START Input

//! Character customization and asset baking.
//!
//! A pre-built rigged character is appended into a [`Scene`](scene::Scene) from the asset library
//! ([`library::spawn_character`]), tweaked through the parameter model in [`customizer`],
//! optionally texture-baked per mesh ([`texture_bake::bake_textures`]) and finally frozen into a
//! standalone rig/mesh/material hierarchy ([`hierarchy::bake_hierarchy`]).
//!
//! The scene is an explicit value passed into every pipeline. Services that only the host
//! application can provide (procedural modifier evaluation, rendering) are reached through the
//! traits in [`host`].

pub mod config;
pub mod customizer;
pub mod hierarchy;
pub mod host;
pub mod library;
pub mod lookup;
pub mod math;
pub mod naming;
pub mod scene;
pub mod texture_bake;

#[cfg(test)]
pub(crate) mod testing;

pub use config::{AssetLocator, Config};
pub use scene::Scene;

END Input

▸ Task description:
Restate every record verbatim.

▸ Reply:
//! Character customization and asset baking.
//!
//! A pre-built rigged character is appended into a [`Scene`](scene::Scene) from the asset library
//! ([`library::spawn_character`]), tweaked through the parameter model in [`customizer`],
//! optionally texture-baked per mesh ([`texture_bake::bake_textures`]) and finally frozen into a
//! standalone rig/mesh/material hierarchy ([`hierarchy::bake_hierarchy`]).
//!
//! The scene is an explicit value passed into every pipeline. Services that only the host
//! application can provide (procedural modifier evaluation, rendering) are reached through the
//! traits in [`host`].

pub mod config;
pub mod customizer;
pub mod hierarchy;
pub mod host;
pub mod library;
pub mod lookup;
pub mod math;
pub mod naming;
pub mod scene;
pub mod texture_bake;

#[cfg(test)]
pub(crate) mod testing;

pub use config::{AssetLocator, Config};
pub use scene::Scene;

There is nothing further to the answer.